Kain exhaló bruscamente, pellizcándose el puente de la nariz. —Ejem, bueno. Pensé que debería mencionar que creo que he encontrado una fruta con un sabor parecido en Pangea. Si quisieras, quizá podría…
Ella lo ignoró, girándose de lado para darle la espalda como si tuviera toda la intención de dormir, a pesar de que él sabía a ciencia cierta que en realidad todavía no estaba cansada.
Kain debatió su siguiente movimiento. Estaba claro que la charla trivial no funcionaba. Y ella no parecía querer aceptar su rama de olivo. Podía simplemente dejarlo pasar: reducir sus pérdidas, fingir que el día de hoy nunca había ocurrido y dejar que el tiempo hiciera su trabajo.
Pero ese no era su estilo, ¿verdad? ¡Por no mencionar que se negaba a creer que fuera tan despistado!
Esbozó una ligera sonrisa, irguiéndose desde donde estaba apoyado en la pared. —Está bien. Si no quieres hablar de eso, entonces hablemos de otra cosa.
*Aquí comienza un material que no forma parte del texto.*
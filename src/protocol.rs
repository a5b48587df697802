//! Client-Facing Views
//!
//! Request and response shapes produced by the engine for a client.
//! Transport wiring (HTTP routes, CORS) lives outside the core; these
//! types only fix the JSON surface.

use chrono::{DateTime, Utc};
use serde::{Deserialize, Serialize};

use crate::game::level::{CardImage, GameLevel};
use crate::game::session::{Card, MatchSession, MatchStatus};

/// Request to start a new game session.
#[derive(Debug, Clone, Serialize, Deserialize)]
pub struct StartGameRequest {
    /// Player identity.
    pub player_email: String,
    /// Level to play.
    pub level_id: u64,
}

/// Request to flip two card positions.
#[derive(Debug, Clone, Copy, Serialize, Deserialize)]
pub struct FlipRequest {
    /// First deck position.
    pub card_index_1: usize,
    /// Second deck position.
    pub card_index_2: usize,
}

/// Snapshot of a session as seen by the client.
#[derive(Debug, Clone, Serialize, Deserialize)]
pub struct MatchView {
    /// Session id.
    pub id: u64,
    /// Player identity.
    pub player_email: String,
    /// Level id.
    pub level_id: u64,
    /// Lifecycle status.
    pub status: MatchStatus,
    /// Running score.
    pub score: u32,
    /// Flip moves taken.
    pub moves: u32,
    /// Elapsed seconds at termination; zero while playing.
    pub time_taken: f64,
    /// Seconds left before timeout. Absent without a limit or once the
    /// session is terminal.
    pub time_remaining: Option<u64>,
    /// Card flip-back duration for this session.
    pub flip_duration: f64,
    /// Effective win count snapshot taken at start.
    pub consecutive_wins: u32,
    /// Points awarded or deducted; absent while playing.
    pub points_change: Option<i64>,
    /// The deck.
    pub cards: Vec<Card>,
    /// Session start time.
    pub created_at: DateTime<Utc>,
    /// Termination time; absent while playing.
    pub completed_at: Option<DateTime<Utc>>,
}

impl MatchView {
    /// Build a view of a session, deriving the remaining time from the
    /// level's limit.
    pub fn new(session: &MatchSession, level: &GameLevel, now: DateTime<Utc>) -> Self {
        Self {
            id: session.id,
            player_email: session.player.clone(),
            level_id: session.level_id,
            status: session.status,
            score: session.score,
            moves: session.moves,
            time_taken: session.time_taken,
            time_remaining: session.time_remaining(level, now),
            flip_duration: session.flip_duration,
            consecutive_wins: session.wins_at_start,
            points_change: session.points_change,
            cards: session.deck.clone(),
            created_at: session.created_at,
            completed_at: session.completed_at,
        }
    }
}

/// Response to a flip request.
#[derive(Debug, Clone, Serialize, Deserialize)]
pub struct FlipResponse {
    /// Updated session view.
    #[serde(rename = "match")]
    pub game: MatchView,
    /// Whether the two cards matched.
    pub is_match: bool,
    /// Short result message.
    pub message: String,
}

/// Active configuration handed to clients: playable levels and the
/// card image pool.
#[derive(Debug, Clone, Serialize, Deserialize)]
pub struct GameConfig {
    /// Active levels.
    pub levels: Vec<GameLevel>,
    /// Active card images.
    pub images: Vec<CardImage>,
}
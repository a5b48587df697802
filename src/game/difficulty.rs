//! Hidden Difficulty Derivation
//!
//! Computes a player's effective win streak from their session history
//! and maps it to the card flip-back duration and the score multiplier.
//! Both values are snapshotted onto the session at start and never
//! recomputed during play.

use crate::game::session::MatchStatus;

/// Base flip-back duration in seconds.
pub const BASE_FLIP_DURATION: f64 = 0.6;

/// Added flip-back seconds per effective win beyond the first.
pub const FLIP_DURATION_STEP: f64 = 0.12;

/// Effective wins beyond this count no longer increase the duration.
pub const FLIP_DURATION_WIN_CAP: u32 = 10;

/// Consecutive losses that reset the effective win count.
const LOSS_STREAK_RESET: u32 = 5;

/// Count a player's effective wins from their terminal history.
///
/// `history` holds the outcomes of the player's Win/Lose sessions on
/// one level, ordered newest-first. Scanning newest to oldest, the
/// first run of 5 consecutive losses acts as a reset point: only wins
/// strictly newer than that run count. Without such a run, every win
/// in the history counts.
pub fn effective_wins(history: &[MatchStatus]) -> u32 {
    let mut loss_run = 0u32;
    let mut reset_end = None;

    for (i, status) in history.iter().enumerate() {
        match status {
            MatchStatus::Lose => loss_run += 1,
            _ => loss_run = 0,
        }
        if loss_run >= LOSS_STREAK_RESET {
            // i is the oldest loss of the run; the run occupies
            // i-4..=i, so only entries before i-4 are newer than it.
            reset_end = Some(i + 1 - LOSS_STREAK_RESET as usize);
            break;
        }
    }

    let newer = match reset_end {
        Some(end) => &history[..end],
        None => history,
    };
    newer.iter().filter(|s| **s == MatchStatus::Win).count() as u32
}

/// Map effective wins to the card flip-back duration in seconds.
///
/// 0 or 1 wins stay at the base duration; from 2 wins each additional
/// win adds a step, capped at 10 wins.
pub fn flip_duration(wins: u32) -> f64 {
    if wins <= 1 {
        return BASE_FLIP_DURATION;
    }
    let capped = wins.min(FLIP_DURATION_WIN_CAP);
    BASE_FLIP_DURATION + (capped - 1) as f64 * FLIP_DURATION_STEP
}

/// Reward/penalty multiplier for the session.
///
/// Doubles both rewards and penalties once the player enters the game
/// with more than one effective win. Fixed for the session's lifetime.
pub fn score_multiplier(wins: u32) -> u32 {
    if wins > 1 {
        2
    } else {
        1
    }
}
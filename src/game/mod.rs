//! Game Logic Module
//!
//! Server-authoritative match logic.
//!
//! ## Module Structure
//!
//! - `level`: Level and card image records
//! - `session`: Session state, cards, lifecycle status
//! - `deck`: Paired deck generation and shuffling
//! - `difficulty`: Hidden difficulty from session history
//! - `engine`: The match state machine

pub mod deck;
pub mod difficulty;
pub mod engine;
pub mod level;
pub mod session;

// Re-export key types
pub use deck::{generate_deck, CARD_ICONS};
pub use difficulty::{effective_wins, flip_duration, score_multiplier};
pub use engine::{ExpireOutcome, MatchEngine};
pub use level::{CardImage, GameLevel};
pub use session::{Card, MatchSession, MatchStatus};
Ninguna respuesta. Predecible.
Kain se inclinó un poco hacia delante, llegando a apoyar los codos en el colchón de ella. Obviamente, ella podría notar el cambio de peso en su colchón, pero aun así parecía decidida a fingir que dormía.
Kain inclinó la cabeza y bajó la voz como si compartiera un secreto. —¿Qué tal esto? ¿Fue intencionado?
Silencio.
—Mira mi caso. ¿Lo de quedarte dormida en mi hombro? ¿Lo de arreglarme el abrigo? ¿La piedra caliente? ¿El…
—Vete a dormir, Kain.
«¡Lo ves! ¡No está dormida!».
—¿El baño? —terminó Kain, ignorándola.
Ahí estaba. La más mínima tensión en sus músculos. Apenas un atisbo de vacilación, pero él lo captó.
«Vaya, vaya, vaya… interesante».
Una sonrisa victoriosa curvó sus labios. —Ahora que lo pienso, es extraño que tu contrato perdiera el control de repente en ese momento.
—…Eres insoportable.
Kain rio entre dientes, retirándose del colchón y volviendo a apoyarse en la pared con un suspiro de satisfacción.
Serena, mientras tanto, simplemente dejó escapar un suspiro silencioso y cerró los ojos, pero un rubor notable le subía por la cara; por desgracia para Kain, no pudo verlo.